No doubt UK exporters have benefited from the minimal paperwork and the convenience that trade within the Single Market makes possible, but there is no sign that it has yielded significant tangible, measureable gains in terms of the growth of UK exports or in terms of the UK’s balance of payments. In these terms, the Single Market has been of no benefit at all to UK exporters.

There is little reason to pay much attention to the benefits from the EU agreements with 58 agreements around the world, since their impact has been grotesquely exaggerated by the remain campaign. Most of these agreements have been with small or mini-states. All together, excluding EU itself and those with EFTA countries, they cover just under 7 per cent of UK goods markets around the world, and 1.85 per cent of its services export markets.
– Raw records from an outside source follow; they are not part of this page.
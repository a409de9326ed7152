//! Filter condition types
//!
//! A condition is one tagged comparison, grouping or predicate unit.
//! Values may be literals or functions of the row under test.

use std::borrow::Cow;
use std::collections::HashSet;
use std::fmt;
use std::rc::Rc;
use std::str::FromStr;

use serde_json::{Map, Value};

use crate::index::{canonical_json, FieldSpec};
use crate::query::Row;

/// Value computed from the row under test
pub type ValueFn = Rc<dyn Fn(&Row) -> Value>;

/// Boolean test of the row under test
pub type PredicateFn = Rc<dyn Fn(&Row) -> bool>;

/// How a condition combines with the running result
#[derive(Debug, Clone, Copy, PartialEq, Eq)]
pub enum Conjunction {
    And,
    Or,
}

/// Comparison operators
#[derive(Debug, Clone, Copy, PartialEq, Eq)]
pub enum Operator {
    Eq,
    Ne,
    Lt,
    Gt,
    Le,
    Ge,
}

impl Operator {
    pub fn as_str(&self) -> &'static str {
        match self {
            Operator::Eq => "=",
            Operator::Ne => "<>",
            Operator::Lt => "<",
            Operator::Gt => ">",
            Operator::Le => "<=",
            Operator::Ge => ">=",
        }
    }
}

impl fmt::Display for Operator {
    fn fmt(&self, f: &mut fmt::Formatter<'_>) -> fmt::Result {
        f.write_str(self.as_str())
    }
}

/// Unknown operator text
#[derive(Debug, Clone, PartialEq, Eq)]
pub struct UnknownOperator(pub String);

impl fmt::Display for UnknownOperator {
    fn fmt(&self, f: &mut fmt::Formatter<'_>) -> fmt::Result {
        write!(f, "unknown operator: {}", self.0)
    }
}

impl std::error::Error for UnknownOperator {}

impl FromStr for Operator {
    type Err = UnknownOperator;

    fn from_str(s: &str) -> Result<Self, Self::Err> {
        match s {
            "=" => Ok(Operator::Eq),
            "<>" | "!=" => Ok(Operator::Ne),
            "<" => Ok(Operator::Lt),
            ">" => Ok(Operator::Gt),
            "<=" => Ok(Operator::Le),
            ">=" => Ok(Operator::Ge),
            other => Err(UnknownOperator(other.to_string())),
        }
    }
}

/// Literal value or a function of the row under test
#[derive(Clone)]
pub enum Operand {
    Literal(Value),
    Computed(ValueFn),
}

impl Operand {
    /// Operand computed from each row at evaluation time
    pub fn computed<F>(f: F) -> Self
    where
        F: Fn(&Row) -> Value + 'static,
    {
        Operand::Computed(Rc::new(f))
    }

    pub fn is_computed(&self) -> bool {
        matches!(self, Operand::Computed(_))
    }

    pub fn as_literal(&self) -> Option<&Value> {
        match self {
            Operand::Literal(value) => Some(value),
            Operand::Computed(_) => None,
        }
    }

    /// The value for one row
    pub fn resolve(&self, row: &Row) -> Cow<'_, Value> {
        match self {
            Operand::Literal(value) => Cow::Borrowed(value),
            Operand::Computed(f) => Cow::Owned(f(row)),
        }
    }
}

impl fmt::Debug for Operand {
    fn fmt(&self, f: &mut fmt::Formatter<'_>) -> fmt::Result {
        match self {
            Operand::Literal(value) => f.debug_tuple("Literal").field(value).finish(),
            Operand::Computed(_) => f.write_str("Computed(..)"),
        }
    }
}

impl From<Value> for Operand {
    fn from(value: Value) -> Self {
        Operand::Literal(value)
    }
}

impl From<&Value> for Operand {
    fn from(value: &Value) -> Self {
        Operand::Literal(value.clone())
    }
}

impl From<&str> for Operand {
    fn from(value: &str) -> Self {
        Operand::Literal(Value::from(value))
    }
}

impl From<String> for Operand {
    fn from(value: String) -> Self {
        Operand::Literal(Value::from(value))
    }
}

macro_rules! literal_operand {
    ($($ty:ty),*) => {
        $(
            impl From<$ty> for Operand {
                fn from(value: $ty) -> Self {
                    Operand::Literal(Value::from(value))
                }
            }
        )*
    };
}

literal_operand!(i32, i64, u32, u64, f64, bool);

impl<T: Into<Value>> From<Vec<T>> for Operand {
    fn from(values: Vec<T>) -> Self {
        Operand::Literal(Value::Array(values.into_iter().map(Into::into).collect()))
    }
}

impl<T: Into<Value>, const N: usize> From<[T; N]> for Operand {
    fn from(values: [T; N]) -> Self {
        Operand::Literal(Value::Array(values.into_iter().map(Into::into).collect()))
    }
}

/// Immutable membership set over literal values.
///
/// Members are compared by canonical JSON, so `1` and `1.0` are the same
/// member while `1` and `"1"` are not.
#[derive(Debug, Clone, Default)]
pub struct ValueSet {
    members: Vec<Value>,
    keys: HashSet<String>,
}

impl ValueSet {
    pub fn from_values<I: IntoIterator<Item = Value>>(values: I) -> Self {
        let mut set = ValueSet::default();
        for value in values {
            if set.keys.insert(canonical_json(&value)) {
                set.members.push(value);
            }
        }
        set
    }

    pub fn contains(&self, value: &Value) -> bool {
        self.keys.contains(&canonical_json(value))
    }

    /// Distinct members in first-seen order
    pub fn members(&self) -> &[Value] {
        &self.members
    }

    pub fn len(&self) -> usize {
        self.members.len()
    }

    pub fn is_empty(&self) -> bool {
        self.members.is_empty()
    }
}

/// Candidate values of an `in` condition
#[derive(Debug, Clone)]
pub enum InValues {
    /// Static literals against a single field
    Set(ValueSet),
    /// Array value, possibly computed, possibly of tuples
    Operand(Operand),
}

/// Operator-specific part of a condition
#[derive(Clone)]
pub enum ConditionKind {
    Compare {
        property: FieldSpec,
        operator: Operator,
        value: Operand,
    },
    Between {
        property: FieldSpec,
        value: Operand,
    },
    In {
        property: FieldSpec,
        value: InValues,
    },
    Object(Map<String, Value>),
    Predicate(PredicateFn),
    Group(Vec<Condition>),
}

impl fmt::Debug for ConditionKind {
    fn fmt(&self, f: &mut fmt::Formatter<'_>) -> fmt::Result {
        match self {
            ConditionKind::Compare {
                property,
                operator,
                value,
            } => write!(f, "{} {} {:?}", property, operator, value),
            ConditionKind::Between { property, value } => {
                write!(f, "{} between {:?}", property, value)
            }
            ConditionKind::In { property, value } => write!(f, "{} in {:?}", property, value),
            ConditionKind::Object(map) => write!(f, "matches {:?}", map),
            ConditionKind::Predicate(_) => f.write_str("predicate(..)"),
            ConditionKind::Group(conditions) => f.debug_list().entries(conditions).finish(),
        }
    }
}

impl ConditionKind {
    /// `in` condition; static literal arrays against a single field become
    /// a `ValueSet`.
    pub fn in_values(property: FieldSpec, value: Operand) -> ConditionKind {
        let value = match (&property, value) {
            (FieldSpec::Single(_), Operand::Literal(Value::Array(items))) => {
                InValues::Set(ValueSet::from_values(items))
            }
            (_, value) => InValues::Operand(value),
        };
        ConditionKind::In { property, value }
    }
}

/// One filter condition
#[derive(Debug, Clone)]
pub struct Condition {
    pub not: bool,
    pub conjunction: Conjunction,
    pub kind: ConditionKind,
}

impl Condition {
    /// Non-negated AND condition
    pub fn new(kind: ConditionKind) -> Self {
        Self {
            not: false,
            conjunction: Conjunction::And,
            kind,
        }
    }

    pub fn with_conjunction(mut self, conjunction: Conjunction) -> Self {
        self.conjunction = conjunction;
        self
    }

    pub fn negated(mut self, not: bool) -> Self {
        self.not = not;
        self
    }
}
After studying EU-wide statistics on productivity, Wolfgang Munchau of the Financial Times decided that ‘the Single Market is not visible in the macro-statistics’, and that ‘the Single Market is a giant economic non-event.’ The statistics on export growth lead to exactly the same conclusion.

Leaving it cannot, therefore, possibly be the catastrophe that many disappointed Remain-supporting commentators would like us to believe. Nor will it require the concessions that some Leave supporters already seem ready to make. Why accept EEA membership and freedom of movement in return for participation in a non-event? Why worry about leaving a club which has inflicted misery on a generation of its own young people, and where non-members have been its major beneficiaries?

The economic benefits of the Single Market do not include either growth of its exports or its productivity. Until such time as other, as yet unknown, benefits are identified, the UK would be foolish to prepare to concede anything at all. And if the EU declines free trade, the UK should be ready to trade with its members under WTO rules, as most other larger countries have done over the past 23 years, many of them with considerably more success than the UK or other EU members.

George Osborne called this the worst possible option, but the evidence from many countries suggests that it would be entirely acceptable.

Michael Burrage is the author of Myth and Paradox of the Single Market and The Eurosceptic’s Handbook, both published by Civitas.